On 2013-05-02 12:06, Davide Italiano wrote:
On Thu, May 2, 2013 at 8:43 AM, Andrey Chernov <a...@freebsd.org> wrote:
cc1: warnings being treated as errors
/usr/src/sys/modules/hwpmc/../../dev/hwpmc/hwpmc_core.c: In function 
'iap_allocate_pmc':
/usr/src/sys/modules/hwpmc/../../dev/hwpmc/hwpmc_core.c:1935: warning: 'map' 
may be used uninitialized in this function
...
You can find a patch attached at the end of this mail that should fix
the problem.

Hm, the warning seems to be bogus.  Newer versions of gcc (I tried 4.7.3
and 4.8.1) do not warn about 'map' (though they both warn about another
variable, which is set, but not used.)


More generally speaking, why are you building -CURRENT using GCC while
the default compiler has been clang since November 2012?
I understand we cannot completely get rid of GCC as long as
Tier-2/Tier-3 arch haven't full support for clang and friends, OTOH, I
see clang default on amd64 so I guess at some point we should declare
GCC not officially supported anymore. Putting the additional burden of
testing on the committer because two compilers are supported at the
same time doesn't scale really well, at least according to me.

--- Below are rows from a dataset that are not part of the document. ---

impl CommissionService {
    pub fn new(
        db_client: Arc<DBClient>,
        payment_service: Arc<PaymentService>,
        notification_service: Arc<NotificationService>,
    ) -> Self {
        Self {
            db_client,
            payment_service,
            notification_service,
        }
    }

    pub async fn submit_proposal(
        &self,
        job_id: Uuid,
        pro: &User,
        body: CreateProposalDto,
    ) -> Result<Proposal, ServiceError> {
        if pro.user_type != UserType::Pro {
            return Err(ServiceError::Validation(
                "Only pro accounts can submit proposals".to_string(),
            ));
        }

        let job = self
            .db_client
            .get_job_by_id(job_id)
            .await?
            .ok_or(ServiceError::JobNotFound(job_id))?;

        if job.status != JobStatus::Open {
            return Err(ServiceError::InvalidJobTransition(
                job_id,
                job.status,
                JobStatus::Open,
            ));
        }

        if job.customer_id == pro.id {
            return Err(ServiceError::Validation(
                "You cannot submit a proposal on your own job".to_string(),
            ));
        }

        if self
            .db_client
            .get_pending_proposal(job_id, pro.id)
            .await?
            .is_some()
        {
            return Err(ServiceError::Validation(
                "You already have a pending proposal on this job".to_string(),
            ));
        }

        let proposal = self
            .db_client
            .create_proposal(job_id, pro.id, body.cover_letter, body.budget, body.timeline)
            .await?;

        self.notification_service
            .notify_proposal_received(job.customer_id, &job, &proposal)
            .await;

        Ok(proposal)
    }

    /// Accept a pending proposal: job open -> in_progress, proposal ->
    /// accepted, sibling pending proposals -> rejected, and the escrow
    /// payment row written — all in one transaction.
    pub async fn accept_proposal(
        &self,
        proposal_id: Uuid,
        customer_id: Uuid,
    ) -> Result<AcceptProposalResult, ServiceError> {
        let proposal = self
            .db_client
            .get_proposal_by_id(proposal_id)
            .await?
            .ok_or(ServiceError::ProposalNotFound(proposal_id))?;

        let job = self
            .db_client
            .get_job_by_id(proposal.job_id)
            .await?
            .ok_or(ServiceError::JobNotFound(proposal.job_id))?;

        if job.customer_id != customer_id {
            return Err(ServiceError::UnauthorizedJobAccess(customer_id, job.id));
        }

        if proposal.status != ProposalStatus::Pending {
            return Err(ServiceError::InvalidProposalStatus(
                proposal_id,
                proposal.status,
            ));
        }

        if !job.status.can_transition_to(JobStatus::InProgress) {
            return Err(ServiceError::InvalidJobTransition(
                job.id,
                job.status,
                JobStatus::InProgress,
            ));
        }

        // Siblings are collected up front so their owners can be notified
        // after the commit.
        let siblings: Vec<Proposal> = self
            .db_client
            .get_proposals_for_job(job.id)
            .await?
            .into_iter()
            .filter(|p| p.id != proposal.id && p.status == ProposalStatus::Pending)
            .collect();

        let mut tx = self.db_client.pool.begin().await?;

        let updated_job = ensure_transitioned(
            self.db_client
                .update_job_status_tx(&mut tx, job.id, JobStatus::Open, JobStatus::InProgress)
                .await?,
            job.id,
            job.status,
            JobStatus::InProgress,
        )?;

        let accepted = self
            .db_client
            .update_proposal_status_tx(&mut tx, proposal.id, ProposalStatus::Accepted)
            .await?;

        let rejected_sibling_count = self
            .db_client
            .reject_pending_siblings_tx(&mut tx, job.id, Some(proposal.id))
            .await?;

        let payment = self
            .payment_service
            .record_escrow_tx(&mut tx, &updated_job, &accepted)
            .await?;

        tx.commit().await?;

        self.notification_service
            .notify_proposal_accepted(accepted.pro_id, &updated_job)
            .await;

        for sibling in &siblings {
            self.notification_service
                .notify_proposal_rejected(sibling.pro_id, &updated_job)
                .await;
        }

        Ok(AcceptProposalResult {
            job: updated_job,
            proposal: accepted,
            payment,
            rejected_sibling_count,
        })
    }

    /// Reject a pending proposal. The parent job's status is never touched.
    pub async fn reject_proposal(
        &self,
        proposal_id: Uuid,
        customer_id: Uuid,
    ) -> Result<Proposal, ServiceError> {
        let proposal = self
            .db_client
            .get_proposal_by_id(proposal_id)
            .await?
            .ok_or(ServiceError::ProposalNotFound(proposal_id))?;

        let job = self
            .db_client
            .get_job_by_id(proposal.job_id)
            .await?
            .ok_or(ServiceError::JobNotFound(proposal.job_id))?;

        if job.customer_id != customer_id {
            return Err(ServiceError::UnauthorizedJobAccess(customer_id, job.id));
        }

        if proposal.status != ProposalStatus::Pending {
            return Err(ServiceError::InvalidProposalStatus(
                proposal_id,
                proposal.status,
            ));
        }

        let rejected = self
            .db_client
            .update_proposal_status(proposal.id, ProposalStatus::Rejected)
            .await?;

        self.notification_service
            .notify_proposal_rejected(rejected.pro_id, &job)
            .await;

        Ok(rejected)
    }

    /// The assigned pro submits the finished work: job in_progress ->
    /// delivered, notes and date recorded on both the job and the proposal.
    pub async fn submit_delivery(
        &self,
        proposal_id: Uuid,
        pro_id: Uuid,
        body: SubmitDeliveryDto,
    ) -> Result<DeliveryResult, ServiceError> {
        let proposal = self
            .db_client
            .get_proposal_by_id(proposal_id)
            .await?
            .ok_or(ServiceError::ProposalNotFound(proposal_id))?;

        if proposal.pro_id != pro_id {
            return Err(ServiceError::UnauthorizedJobAccess(pro_id, proposal.job_id));
        }

        if proposal.status != ProposalStatus::Accepted {
            return Err(ServiceError::InvalidProposalStatus(
                proposal_id,
                proposal.status,
            ));
        }

        let job = self
            .db_client
            .get_job_by_id(proposal.job_id)
            .await?
            .ok_or(ServiceError::JobNotFound(proposal.job_id))?;

        if !job.status.can_transition_to(JobStatus::Delivered) {
            return Err(ServiceError::InvalidJobTransition(
                job.id,
                job.status,
                JobStatus::Delivered,
            ));
        }

        let delivered_at = Utc::now();
        let mut tx = self.db_client.pool.begin().await?;

        let updated_job = ensure_transitioned(
            self.db_client
                .record_delivery_tx(&mut tx, job.id, &body.delivery_notes, delivered_at)
                .await?,
            job.id,
            job.status,
            JobStatus::Delivered,
        )?;

        let updated_proposal = self
            .db_client
            .record_proposal_delivery_tx(&mut tx, proposal.id, &body.delivery_notes, delivered_at)
            .await?;

        tx.commit().await?;

        self.notification_service
            .notify_delivery_submitted(updated_job.customer_id, &updated_job)
            .await;

        Ok(DeliveryResult {
            job: updated_job,
            proposal: updated_proposal,
        })
    }

    /// Owner approves the delivery: job delivered -> completed and the held
    /// payment is released, in one transaction.
    pub async fn approve_delivery(
        &self,
        job_id: Uuid,
        customer_id: Uuid,
    ) -> Result<ApprovalResult, ServiceError> {
        let job = self
            .db_client
            .get_job_by_id(job_id)
            .await?
            .ok_or(ServiceError::JobNotFound(job_id))?;

        if job.customer_id != customer_id {
            return Err(ServiceError::UnauthorizedJobAccess(customer_id, job_id));
        }

        if !job.status.can_transition_to(JobStatus::Completed) {
            return Err(ServiceError::InvalidJobTransition(
                job_id,
                job.status,
                JobStatus::Completed,
            ));
        }

        let mut tx = self.db_client.pool.begin().await?;

        let completed_job = ensure_transitioned(
            self.db_client
                .update_job_status_tx(&mut tx, job_id, JobStatus::Delivered, JobStatus::Completed)
                .await?,
            job_id,
            job.status,
            JobStatus::Completed,
        )?;

        let payment = self.payment_service.release_for_job_tx(&mut tx, job_id).await?;

        tx.commit().await?;

        self.notification_service
            .notify_job_approved(payment.pro_id, &completed_job, &payment)
            .await;

        Ok(ApprovalResult {
            job: completed_job,
            payment,
        })
    }

    /// Owner sends the delivery back for changes: job delivered ->
    /// in_progress. The payment stays held.
    pub async fn request_revision(
        &self,
        job_id: Uuid,
        customer_id: Uuid,
    ) -> Result<Job, ServiceError> {
        let job = self
            .db_client
            .get_job_by_id(job_id)
            .await?
            .ok_or(ServiceError::JobNotFound(job_id))?;

        if job.customer_id != customer_id {
            return Err(ServiceError::UnauthorizedJobAccess(customer_id, job_id));
        }

        if job.status != JobStatus::Delivered
            || !job.status.can_transition_to(JobStatus::InProgress)
        {
            return Err(ServiceError::InvalidJobTransition(
                job_id,
                job.status,
                JobStatus::InProgress,
            ));
        }

        let updated_job = ensure_transitioned(
            self.db_client
                .update_job_status(job_id, JobStatus::Delivered, JobStatus::InProgress)
                .await?,
            job_id,
            job.status,
            JobStatus::InProgress,
        )?;

        let accepted = self
            .db_client
            .get_accepted_proposal_for_job(job_id)
            .await?
            .ok_or(ServiceError::JobNotFound(job_id))?;

        self.notification_service
            .notify_revision_requested(accepted.pro_id, &updated_job)
            .await;

        Ok(updated_job)
    }

    /// Owner cancels an open job. Pending proposals are rejected alongside.
    pub async fn cancel_job(&self, job_id: Uuid, customer_id: Uuid) -> Result<Job, ServiceError> {
        let job = self
            .db_client
            .get_job_by_id(job_id)
            .await?
            .ok_or(ServiceError::JobNotFound(job_id))?;

        if job.customer_id != customer_id {
            return Err(ServiceError::UnauthorizedJobAccess(customer_id, job_id));
        }

        if !job.status.can_transition_to(JobStatus::Cancelled) {
            return Err(ServiceError::InvalidJobTransition(
                job_id,
                job.status,
                JobStatus::Cancelled,
            ));
        }

        let pending: Vec<Proposal> = self
            .db_client
            .get_proposals_for_job(job_id)
            .await?
            .into_iter()
            .filter(|p| p.status == ProposalStatus::Pending)
            .collect();

        let mut tx = self.db_client.pool.begin().await?;

        let cancelled_job = ensure_transitioned(
            self.db_client
                .update_job_status_tx(&mut tx, job_id, JobStatus::Open, JobStatus::Cancelled)
                .await?,
            job_id,
            job.status,
            JobStatus::Cancelled,
        )?;

        self.db_client
            .reject_pending_siblings_tx(&mut tx, job_id, None)
            .await?;

        tx.commit().await?;

        for proposal in &pending {
            self.notification_service
                .notify_job_cancelled(proposal.pro_id, &cancelled_job)
                .await;
        }

        Ok(cancelled_job)
    }

    /// Either party reviews the other after completion; once per reviewer
    /// per job.
    pub async fn create_review(
        &self,
        job_id: Uuid,
        reviewer: &User,
        body: CreateReviewDto,
    ) -> Result<Review, ServiceError> {
        let job = self
            .db_client
            .get_job_by_id(job_id)
            .await?
            .ok_or(ServiceError::JobNotFound(job_id))?;

        if job.status != JobStatus::Completed {
            return Err(ServiceError::InvalidJobTransition(
                job_id,
                job.status,
                JobStatus::Completed,
            ));
        }

        let accepted = self
            .db_client
            .get_accepted_proposal_for_job(job_id)
            .await?
            .ok_or(ServiceError::JobNotFound(job_id))?;

        let reviewee_id = if reviewer.id == job.customer_id {
            accepted.pro_id
        } else if reviewer.id == accepted.pro_id {
            job.customer_id
        } else {
            return Err(ServiceError::UnauthorizedJobAccess(reviewer.id, job_id));
        };

        if self
            .db_client
            .get_review_by_job_and_reviewer(job_id, reviewer.id)
            .await?
            .is_some()
        {
            return Err(ServiceError::DuplicateReview);
        }

        let review = self
            .db_client
            .create_review(
                job_id,
                accepted.id,
                reviewer.id,
                reviewee_id,
                body.rating,
                body.text,
            )
            .await
            .map_err(|e| match e {
                // The unique (job_id, reviewer_id) index closes the
                // lookup-then-insert race.
                sqlx::Error::Database(ref db) if db.is_unique_violation() => {
                    ServiceError::DuplicateReview
                }
                other => ServiceError::Database(other),
            })?;

        Ok(review)
    }

    /// Payment lookup gated to the job's participants.
    pub async fn get_payment_for_participant(
        &self,
        job_id: Uuid,
        user_id: Uuid,
    ) -> Result<crate::models::jobmodel::Payment, ServiceError> {
        let job = self
            .db_client
            .get_job_by_id(job_id)
            .await?
            .ok_or(ServiceError::JobNotFound(job_id))?;

        let payment = self
            .db_client
            .get_payment_by_job_id(job_id)
            .await?
            .ok_or(ServiceError::PaymentNotFound(job_id))?;

        if user_id != job.customer_id && user_id != payment.pro_id {
            return Err(ServiceError::UnauthorizedJobAccess(user_id, job_id));
        }

        Ok(payment)
    }
}
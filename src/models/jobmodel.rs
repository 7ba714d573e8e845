use chrono::{DateTime, Utc};
use serde::{Deserialize, Serialize};
use uuid::Uuid;

#[derive(Debug, Serialize, Deserialize, Clone, Copy, sqlx::Type, PartialEq)]
#[sqlx(type_name = "job_category", rename_all = "snake_case")]
#[serde(rename_all = "snake_case")]
pub enum JobCategory {
    Cleaning,
    Handyman,
    Moving,
    Gardening,
    Painting,
    Plumbing,
    Electrical,
    Carpentry,
    Tutoring,
    PetCare,
    Photography,
    PersonalTraining,
    EventHelp,
    Other,
}

impl JobCategory {
    pub fn to_str(&self) -> &str {
        match self {
            JobCategory::Cleaning => "cleaning",
            JobCategory::Handyman => "handyman",
            JobCategory::Moving => "moving",
            JobCategory::Gardening => "gardening",
            JobCategory::Painting => "painting",
            JobCategory::Plumbing => "plumbing",
            JobCategory::Electrical => "electrical",
            JobCategory::Carpentry => "carpentry",
            JobCategory::Tutoring => "tutoring",
            JobCategory::PetCare => "pet_care",
            JobCategory::Photography => "photography",
            JobCategory::PersonalTraining => "personal_training",
            JobCategory::EventHelp => "event_help",
            JobCategory::Other => "other",
        }
    }

    pub fn all() -> &'static [JobCategory] {
        &[
            JobCategory::Cleaning,
            JobCategory::Handyman,
            JobCategory::Moving,
            JobCategory::Gardening,
            JobCategory::Painting,
            JobCategory::Plumbing,
            JobCategory::Electrical,
            JobCategory::Carpentry,
            JobCategory::Tutoring,
            JobCategory::PetCare,
            JobCategory::Photography,
            JobCategory::PersonalTraining,
            JobCategory::EventHelp,
            JobCategory::Other,
        ]
    }

    /// Resolve a user-supplied category label. Matching is case-insensitive
    /// exact match after trimming whitespace; "Pet Care" and "pet_care" both
    /// resolve to PetCare.
    pub fn from_label(label: &str) -> Option<JobCategory> {
        let normalized = label.trim().to_lowercase().replace([' ', '-'], "_");
        JobCategory::all()
            .iter()
            .copied()
            .find(|c| c.to_str() == normalized)
    }
}

#[derive(Debug, Serialize, Deserialize, Clone, Copy, sqlx::Type, PartialEq)]
#[sqlx(type_name = "job_status", rename_all = "snake_case")]
#[serde(rename_all = "snake_case")]
pub enum JobStatus {
    Open,
    InProgress,
    Delivered,
    Completed,
    Cancelled,
}

impl JobStatus {
    pub fn to_str(&self) -> &str {
        match self {
            JobStatus::Open => "open",
            JobStatus::InProgress => "in_progress",
            JobStatus::Delivered => "delivered",
            JobStatus::Completed => "completed",
            JobStatus::Cancelled => "cancelled",
        }
    }

    /// The commission lifecycle transition table. Every mutating operation
    /// checks this before writing; anything not listed here is rejected.
    pub fn can_transition_to(&self, to: JobStatus) -> bool {
        matches!(
            (self, to),
            (JobStatus::Open, JobStatus::InProgress)
                | (JobStatus::Open, JobStatus::Cancelled)
                | (JobStatus::InProgress, JobStatus::Delivered)
                | (JobStatus::Delivered, JobStatus::Completed)
                | (JobStatus::Delivered, JobStatus::InProgress)
        )
    }

    pub fn is_terminal(&self) -> bool {
        matches!(self, JobStatus::Completed | JobStatus::Cancelled)
    }
}

#[derive(Debug, Serialize, Deserialize, Clone, Copy, sqlx::Type, PartialEq)]
#[sqlx(type_name = "proposal_status", rename_all = "snake_case")]
#[serde(rename_all = "snake_case")]
pub enum ProposalStatus {
    Pending,
    Accepted,
    Rejected,
}

impl ProposalStatus {
    pub fn to_str(&self) -> &str {
        match self {
            ProposalStatus::Pending => "pending",
            ProposalStatus::Accepted => "accepted",
            ProposalStatus::Rejected => "rejected",
        }
    }
}

#[derive(Debug, Serialize, Deserialize, Clone, Copy, sqlx::Type, PartialEq)]
#[sqlx(type_name = "payment_status", rename_all = "snake_case")]
#[serde(rename_all = "snake_case")]
pub enum PaymentStatus {
    Held,
    Released,
}

#[derive(Debug, Serialize, Deserialize, Clone, Copy, sqlx::Type, PartialEq)]
#[sqlx(type_name = "report_reason", rename_all = "snake_case")]
#[serde(rename_all = "snake_case")]
pub enum ReportReason {
    Spam,
    Scam,
    Inappropriate,
    NoShow,
    PaymentIssue,
    Other,
}

#[derive(Debug, Clone, Serialize, Deserialize, sqlx::FromRow)]
pub struct Job {
    pub id: Uuid,
    pub customer_id: Uuid,
    pub title: String,
    pub description: String,
    pub category: JobCategory,
    pub budget: String,
    pub location: String,
    pub zip_code: String,
    pub status: JobStatus,
    pub delivery_notes: Option<String>,
    pub delivered_at: Option<DateTime<Utc>>,
    pub created_at: Option<DateTime<Utc>>, // Database has DEFAULT NOW(), can be NULL
    pub updated_at: Option<DateTime<Utc>>,
}

#[derive(Debug, Clone, Serialize, Deserialize, sqlx::FromRow)]
pub struct Proposal {
    pub id: Uuid,
    pub job_id: Uuid,
    pub pro_id: Uuid,
    pub cover_letter: String,
    pub budget: String,
    pub timeline: String,
    pub status: ProposalStatus,
    pub delivery_notes: Option<String>,
    pub delivery_date: Option<DateTime<Utc>>,
    pub created_at: Option<DateTime<Utc>>,
    pub updated_at: Option<DateTime<Utc>>,
}

#[derive(Debug, Clone, Serialize, Deserialize, sqlx::FromRow)]
pub struct Payment {
    pub id: Uuid,
    pub job_id: Uuid,
    pub proposal_id: Uuid,
    pub customer_id: Uuid,
    pub pro_id: Uuid,
    pub amount_cents: i64,
    pub platform_fee_cents: i64,
    pub pro_payout_cents: i64,
    pub status: PaymentStatus,
    pub paid_at: Option<DateTime<Utc>>,
    pub released_at: Option<DateTime<Utc>>,
}

#[derive(Debug, Clone, Serialize, Deserialize, sqlx::FromRow)]
pub struct Review {
    pub id: Uuid,
    pub job_id: Uuid,
    pub proposal_id: Uuid,
    pub reviewer_id: Uuid,
    pub reviewee_id: Uuid,
    pub rating: i32,
    pub text: String,
    pub created_at: Option<DateTime<Utc>>,
}

#[derive(Debug, Clone, Serialize, Deserialize, sqlx::FromRow)]
pub struct Report {
    pub id: Uuid,
    pub reporter_id: Uuid,
    pub reported_user_id: Uuid,
    pub reason: ReportReason,
    pub description: Option<String>,
    pub created_at: Option<DateTime<Utc>>,
}

#[derive(Debug, Clone, Serialize, Deserialize, sqlx::FromRow)]
pub struct Notification {
    pub id: Uuid,
    pub user_id: Uuid,
    pub kind: String,
    pub job_id: Option<Uuid>,
    pub payload: Option<serde_json::Value>,
    pub message: String,
    pub read: bool,
    pub created_at: Option<DateTime<Utc>>,
}

#[cfg(test)]
mod tests {
    use super::*;

    #[test]
    fn test_lifecycle_happy_path() {
        assert!(JobStatus::Open.can_transition_to(JobStatus::InProgress));
        assert!(JobStatus::InProgress.can_transition_to(JobStatus::Delivered));
        assert!(JobStatus::Delivered.can_transition_to(JobStatus::Completed));
    }

    #[test]
    fn test_revision_reverts_to_in_progress() {
        assert!(JobStatus::Delivered.can_transition_to(JobStatus::InProgress));
    }

    #[test]
    fn test_no_skipping_or_reversing() {
        assert!(!JobStatus::Open.can_transition_to(JobStatus::Delivered));
        assert!(!JobStatus::Open.can_transition_to(JobStatus::Completed));
        assert!(!JobStatus::InProgress.can_transition_to(JobStatus::Completed));
        assert!(!JobStatus::InProgress.can_transition_to(JobStatus::Open));
        assert!(!JobStatus::Delivered.can_transition_to(JobStatus::Open));
    }

    #[test]
    fn test_terminal_states_have_no_exits() {
        for to in [
            JobStatus::Open,
            JobStatus::InProgress,
            JobStatus::Delivered,
            JobStatus::Completed,
            JobStatus::Cancelled,
        ] {
            assert!(!JobStatus::Completed.can_transition_to(to));
            assert!(!JobStatus::Cancelled.can_transition_to(to));
        }
        assert!(JobStatus::Completed.is_terminal());
        assert!(JobStatus::Cancelled.is_terminal());
    }

    #[test]
    fn test_cancel_only_from_open() {
        assert!(JobStatus::Open.can_transition_to(JobStatus::Cancelled));
        assert!(!JobStatus::InProgress.can_transition_to(JobStatus::Cancelled));
        assert!(!JobStatus::Delivered.can_transition_to(JobStatus::Cancelled));
    }

    #[test]
    fn test_category_label_matching() {
        assert_eq!(JobCategory::from_label("cleaning"), Some(JobCategory::Cleaning));
        assert_eq!(JobCategory::from_label("  Cleaning  "), Some(JobCategory::Cleaning));
        assert_eq!(JobCategory::from_label("Pet Care"), Some(JobCategory::PetCare));
        assert_eq!(JobCategory::from_label("PET_CARE"), Some(JobCategory::PetCare));
        assert_eq!(JobCategory::from_label("personal-training"), Some(JobCategory::PersonalTraining));
        assert_eq!(JobCategory::from_label("lawncare"), None);
        assert_eq!(JobCategory::from_label(""), None);
    }
}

Some people still prefer gcc, and while this warning is a bit annoying,
I see no problem in putting in a workaround.  Using gcc for arches which
default to clang will most likely have to be supported for quite some
time.

Also, if the external toolchain support ever comes off the ground, it
will probably become necessary to suppress certain warnings on an
individual basis; for example, with recent gcc versions, there are quite
a large number of "variable x set but not used" warnings, which are not
very useful, most of the time.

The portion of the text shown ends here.